(Collected data)
· · · · ·
use crate::backend::{BackendKind, BackendLoader, confidence_from_scores};
use crate::config::ServiceConfig;
use crate::error::ServiceError;
use crate::state::{ModelRegistry, ModelState};
use opentelemetry::{
    KeyValue, global,
    metrics::{Counter, Histogram},
};
use preprocess::CpuPreProcessor;
use schema::{
    DetectRequest, DetectResponse, HealthResponse, InferenceResult, ModelEntry, ModelsResponse,
    ShapeBody,
};
use std::path::{Path, PathBuf};
use std::sync::Arc;
use std::time::Instant;

/// Path reported for the built-in heuristic, which has no model file.
pub const BUILTIN_HEURISTIC: &str = "builtin:heuristic";

const MODEL_EXTENSION: &str = "onnx";

struct ServiceMetrics {
    duration: Histogram<f64>,
    requests: Counter<u64>,
    rejected: Counter<u64>,
}

fn init_metrics(meter_name: &'static str) -> ServiceMetrics {
    let meter = global::meter(meter_name);
    let latency_buckets = [
        0.001, 0.002, 0.005, 0.01, 0.02, 0.05, 0.1, 0.2, 0.5, 1.0, 2.0, 5.0,
    ];
    ServiceMetrics {
        duration: meter
            .f64_histogram("model_inference_duration_seconds")
            .with_description("Time to serve one detection (decode + preprocess + infer)")
            .with_unit("s")
            .with_boundaries(latency_buckets.to_vec())
            .build(),
        requests: meter
            .u64_counter("model_requests_total")
            .with_description("Detection requests that produced a result")
            .build(),
        rejected: meter
            .u64_counter("model_requests_rejected_total")
            .with_description("Detection requests answered with an error")
            .build(),
    }
}

pub struct ModelService {
    config: ServiceConfig,
    registry: Arc<ModelRegistry>,
    loader: BackendLoader,
    metrics: ServiceMetrics,
}

impl ModelService {
    pub fn new(config: ServiceConfig) -> Self {
        let loader = config.backend.loader();
        Self::with_loader(config, loader)
    }

    pub fn with_loader(config: ServiceConfig, loader: BackendLoader) -> Self {
        Self {
            config,
            registry: Arc::new(ModelRegistry::new()),
            loader,
            metrics: init_metrics("model-service"),
        }
    }

    pub fn config(&self) -> &ServiceConfig {
        &self.config
    }

    pub async fn state(&self) -> ModelState {
        self.registry.state().await
    }

    /// Load whatever the configuration asks for at boot. A failure leaves the
    /// service up in the `failed` state.
    pub async fn load_startup_model(&self) {
        let path = match (&self.config.model_path, self.config.backend) {
            (Some(path), _) => self.resolve(path),
            (None, BackendKind::Heuristic) => PathBuf::from(BUILTIN_HEURISTIC),
            (None, BackendKind::Onnx) => {
                tracing::warn!("MODEL_PATH not set, waiting for POST /load-model");
                return;
            }
        };

        if let Err(e) = self.load_resolved(path).await {
            tracing::error!(error = %e, "Startup model load failed");
        }
    }

    #[tracing::instrument(skip_all, fields(timestamp = request.timestamp))]
    pub async fn detect(&self, request: DetectRequest) -> Result<DetectResponse, ServiceError> {
        let result = self.run_detect(request).await;
        match &result {
            Ok(_) => self.metrics.requests.add(1, &[]),
            Err(e) => self
                .metrics
                .rejected
                .add(1, &[KeyValue::new("reason", e.kind())]),
        }
        result
    }

    async fn run_detect(&self, request: DetectRequest) -> Result<DetectResponse, ServiceError> {
        if request.image.trim().is_empty() {
            return Err(ServiceError::BadPayload("image is empty".into()));
        }

        let model = self.registry.loaded().await?;
        let start = Instant::now();

        let result = tokio::task::spawn_blocking(move || -> Result<_, ServiceError> {
            let mut preprocessor = CpuPreProcessor::new(model.input_shape)?;
            let tensor = preprocessor.preprocess_payload(&request.image)?;

            let mut backend = model
                .backend
                .lock()
                .map_err(|_| ServiceError::Inference("backend lock poisoned".into()))?;
            let output = backend
                .infer(&tensor)
                .map_err(|e| ServiceError::Inference(format!("{:#}", e)))?;
            let confidence = confidence_from_scores(&output.scores)
                .map_err(|e| ServiceError::Inference(e.to_string()))?;

            Ok(InferenceResult::from_confidence(confidence)
                .with_metrics(output.metrics)
                .with_model(backend.name()))
        })
        .await
        .map_err(|e| ServiceError::Inference(format!("inference task failed: {}", e)))??;

        self.metrics
            .duration
            .record(start.elapsed().as_secs_f64(), &[]);

        tracing::debug!(
            confidence = result.confidence,
            alertness = %result.alertness,
            "Detection served"
        );

        Ok(result.into())
    }

    pub async fn health(&self) -> HealthResponse {
        let state = self.registry.state().await;
        HealthResponse {
            status: "ok".to_string(),
            model_loaded: state.is_loaded(),
            model_state: state.as_str().to_string(),
            model_path: state.path().map(|p| p.display().to_string()),
            input_shape: state.input_shape().map(|shape| ShapeBody {
                width: shape.width,
                height: shape.height,
                channels: shape.channels,
            }),
        }
    }

    /// `*.onnx` files in the models directory, sorted by name.
    pub async fn models(&self) -> ModelsResponse {
        let state = self.registry.state().await;
        let current = state
            .is_loaded()
            .then(|| state.path().map(|p| p.display().to_string()))
            .flatten();

        let mut models = Vec::new();
        match tokio::fs::read_dir(&self.config.models_dir).await {
            Ok(mut entries) => {
                while let Ok(Some(entry)) = entries.next_entry().await {
                    let path = entry.path();
                    if path.extension().and_then(|e| e.to_str()) != Some(MODEL_EXTENSION) {
                        continue;
                    }
                    let name = path
                        .file_stem()
                        .map(|s| s.to_string_lossy().into_owned())
                        .unwrap_or_default();
                    let path = path.display().to_string();
                    models.push(ModelEntry {
                        loaded: current.as_deref() == Some(path.as_str()),
                        name,
                        path,
                    });
                }
            }
            Err(e) => {
                tracing::debug!(
                    dir = %self.config.models_dir.display(),
                    error = %e,
                    "Models directory not readable"
                );
            }
        }
        models.sort_by(|a, b| a.name.cmp(&b.name));

        ModelsResponse { models, current }
    }

    pub async fn load_model(&self, path: &str) -> Result<HealthResponse, ServiceError> {
        let path = path.trim();
        if path.is_empty() {
            return Err(ServiceError::BadPayload("path is empty".into()));
        }
        self.load_resolved(self.resolve(Path::new(path))).await?;
        Ok(self.health().await)
    }

    /// Bare file names are looked up in the models directory.
    fn resolve(&self, path: &Path) -> PathBuf {
        if path.components().count() == 1 && !path.has_root() {
            self.config.models_dir.join(path)
        } else {
            path.to_path_buf()
        }
    }

    /// The load runs on its own task so that `loading` is always left, even
    /// when the caller stops waiting.
    async fn load_resolved(&self, path: PathBuf) -> Result<(), ServiceError> {
        self.registry.begin_load(path.clone()).await?;

        let registry = Arc::clone(&self.registry);
        let loader = self.loader.clone();
        let shape = self.config.input_shape;
        let task = tokio::spawn(async move {
            let load_path = path.clone();
            let outcome = tokio::task::spawn_blocking(move || {
                loader(&load_path, shape).map(|backend| (backend, shape))
            })
            .await
            .unwrap_or_else(|e| Err(anyhow::anyhow!("load task failed: {}", e)));
            registry.finish_load(path, outcome).await
        });

        match task.await {
            Ok(ModelState::Failed { reason, .. }) => Err(ServiceError::LoadFailed(reason)),
            Ok(_) => Ok(()),
            Err(e) => Err(ServiceError::LoadFailed(format!("load task failed: {}", e))),
        }
    }
}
· · · · ·
## What you have to do
Keeping every word as it is, repeat all of the records.

## Exercise output
use crate::backend::{BackendKind, BackendLoader, confidence_from_scores};
use crate::config::ServiceConfig;
use crate::error::ServiceError;
use crate::state::{ModelRegistry, ModelState};
use opentelemetry::{
    KeyValue, global,
    metrics::{Counter, Histogram},
};
use preprocess::CpuPreProcessor;
use schema::{
    DetectRequest, DetectResponse, HealthResponse, InferenceResult, ModelEntry, ModelsResponse,
    ShapeBody,
};
use std::path::{Path, PathBuf};
use std::sync::Arc;
use std::time::Instant;

/// Path reported for the built-in heuristic, which has no model file.
pub const BUILTIN_HEURISTIC: &str = "builtin:heuristic";

const MODEL_EXTENSION: &str = "onnx";

struct ServiceMetrics {
    duration: Histogram<f64>,
    requests: Counter<u64>,
    rejected: Counter<u64>,
}

fn init_metrics(meter_name: &'static str) -> ServiceMetrics {
    let meter = global::meter(meter_name);
    let latency_buckets = [
        0.001, 0.002, 0.005, 0.01, 0.02, 0.05, 0.1, 0.2, 0.5, 1.0, 2.0, 5.0,
    ];
    ServiceMetrics {
        duration: meter
            .f64_histogram("model_inference_duration_seconds")
            .with_description("Time to serve one detection (decode + preprocess + infer)")
            .with_unit("s")
            .with_boundaries(latency_buckets.to_vec())
            .build(),
        requests: meter
            .u64_counter("model_requests_total")
            .with_description("Detection requests that produced a result")
            .build(),
        rejected: meter
            .u64_counter("model_requests_rejected_total")
            .with_description("Detection requests answered with an error")
            .build(),
    }
}

pub struct ModelService {
    config: ServiceConfig,
    registry: Arc<ModelRegistry>,
    loader: BackendLoader,
    metrics: ServiceMetrics,
}

impl ModelService {
    pub fn new(config: ServiceConfig) -> Self {
        let loader = config.backend.loader();
        Self::with_loader(config, loader)
    }

    pub fn with_loader(config: ServiceConfig, loader: BackendLoader) -> Self {
        Self {
            config,
            registry: Arc::new(ModelRegistry::new()),
            loader,
            metrics: init_metrics("model-service"),
        }
    }

    pub fn config(&self) -> &ServiceConfig {
        &self.config
    }

    pub async fn state(&self) -> ModelState {
        self.registry.state().await
    }

    /// Load whatever the configuration asks for at boot. A failure leaves the
    /// service up in the `failed` state.
    pub async fn load_startup_model(&self) {
        let path = match (&self.config.model_path, self.config.backend) {
            (Some(path), _) => self.resolve(path),
            (None, BackendKind::Heuristic) => PathBuf::from(BUILTIN_HEURISTIC),
            (None, BackendKind::Onnx) => {
                tracing::warn!("MODEL_PATH not set, waiting for POST /load-model");
                return;
            }
        };

        if let Err(e) = self.load_resolved(path).await {
            tracing::error!(error = %e, "Startup model load failed");
        }
    }

    #[tracing::instrument(skip_all, fields(timestamp = request.timestamp))]
    pub async fn detect(&self, request: DetectRequest) -> Result<DetectResponse, ServiceError> {
        let result = self.run_detect(request).await;
        match &result {
            Ok(_) => self.metrics.requests.add(1, &[]),
            Err(e) => self
                .metrics
                .rejected
                .add(1, &[KeyValue::new("reason", e.kind())]),
        }
        result
    }

    async fn run_detect(&self, request: DetectRequest) -> Result<DetectResponse, ServiceError> {
        if request.image.trim().is_empty() {
            return Err(ServiceError::BadPayload("image is empty".into()));
        }

        let model = self.registry.loaded().await?;
        let start = Instant::now();

        let result = tokio::task::spawn_blocking(move || -> Result<_, ServiceError> {
            let mut preprocessor = CpuPreProcessor::new(model.input_shape)?;
            let tensor = preprocessor.preprocess_payload(&request.image)?;

            let mut backend = model
                .backend
                .lock()
                .map_err(|_| ServiceError::Inference("backend lock poisoned".into()))?;
            let output = backend
                .infer(&tensor)
                .map_err(|e| ServiceError::Inference(format!("{:#}", e)))?;
            let confidence = confidence_from_scores(&output.scores)
                .map_err(|e| ServiceError::Inference(e.to_string()))?;

            Ok(InferenceResult::from_confidence(confidence)
                .with_metrics(output.metrics)
                .with_model(backend.name()))
        })
        .await
        .map_err(|e| ServiceError::Inference(format!("inference task failed: {}", e)))??;

        self.metrics
            .duration
            .record(start.elapsed().as_secs_f64(), &[]);

        tracing::debug!(
            confidence = result.confidence,
            alertness = %result.alertness,
            "Detection served"
        );

        Ok(result.into())
    }

    pub async fn health(&self) -> HealthResponse {
        let state = self.registry.state().await;
        HealthResponse {
            status: "ok".to_string(),
            model_loaded: state.is_loaded(),
            model_state: state.as_str().to_string(),
            model_path: state.path().map(|p| p.display().to_string()),
            input_shape: state.input_shape().map(|shape| ShapeBody {
                width: shape.width,
                height: shape.height,
                channels: shape.channels,
            }),
        }
    }

    /// `*.onnx` files in the models directory, sorted by name.
    pub async fn models(&self) -> ModelsResponse {
        let state = self.registry.state().await;
        let current = state
            .is_loaded()
            .then(|| state.path().map(|p| p.display().to_string()))
            .flatten();

        let mut models = Vec::new();
        match tokio::fs::read_dir(&self.config.models_dir).await {
            Ok(mut entries) => {
                while let Ok(Some(entry)) = entries.next_entry().await {
                    let path = entry.path();
                    if path.extension().and_then(|e| e.to_str()) != Some(MODEL_EXTENSION) {
                        continue;
                    }
                    let name = path
                        .file_stem()
                        .map(|s| s.to_string_lossy().into_owned())
                        .unwrap_or_default();
                    let path = path.display().to_string();
                    models.push(ModelEntry {
                        loaded: current.as_deref() == Some(path.as_str()),
                        name,
                        path,
                    });
                }
            }
            Err(e) => {
                tracing::debug!(
                    dir = %self.config.models_dir.display(),
                    error = %e,
                    "Models directory not readable"
                );
            }
        }
        models.sort_by(|a, b| a.name.cmp(&b.name));

        ModelsResponse { models, current }
    }

    pub async fn load_model(&self, path: &str) -> Result<HealthResponse, ServiceError> {
        let path = path.trim();
        if path.is_empty() {
            return Err(ServiceError::BadPayload("path is empty".into()));
        }
        self.load_resolved(self.resolve(Path::new(path))).await?;
        Ok(self.health().await)
    }

    /// Bare file names are looked up in the models directory.
    fn resolve(&self, path: &Path) -> PathBuf {
        if path.components().count() == 1 && !path.has_root() {
            self.config.models_dir.join(path)
        } else {
            path.to_path_buf()
        }
    }

    /// The load runs on its own task so that `loading` is always left, even
    /// when the caller stops waiting.
    async fn load_resolved(&self, path: PathBuf) -> Result<(), ServiceError> {
        self.registry.begin_load(path.clone()).await?;

        let registry = Arc::clone(&self.registry);
        let loader = self.loader.clone();
        let shape = self.config.input_shape;
        let task = tokio::spawn(async move {
            let load_path = path.clone();
            let outcome = tokio::task::spawn_blocking(move || {
                loader(&load_path, shape).map(|backend| (backend, shape))
            })
            .await
            .unwrap_or_else(|e| Err(anyhow::anyhow!("load task failed: {}", e)));
            registry.finish_load(path, outcome).await
        });

        match task.await {
            Ok(ModelState::Failed { reason, .. }) => Err(ServiceError::LoadFailed(reason)),
            Ok(_) => Ok(()),
            Err(e) => Err(ServiceError::LoadFailed(format!("load task failed: {}", e))),
        }
    }
}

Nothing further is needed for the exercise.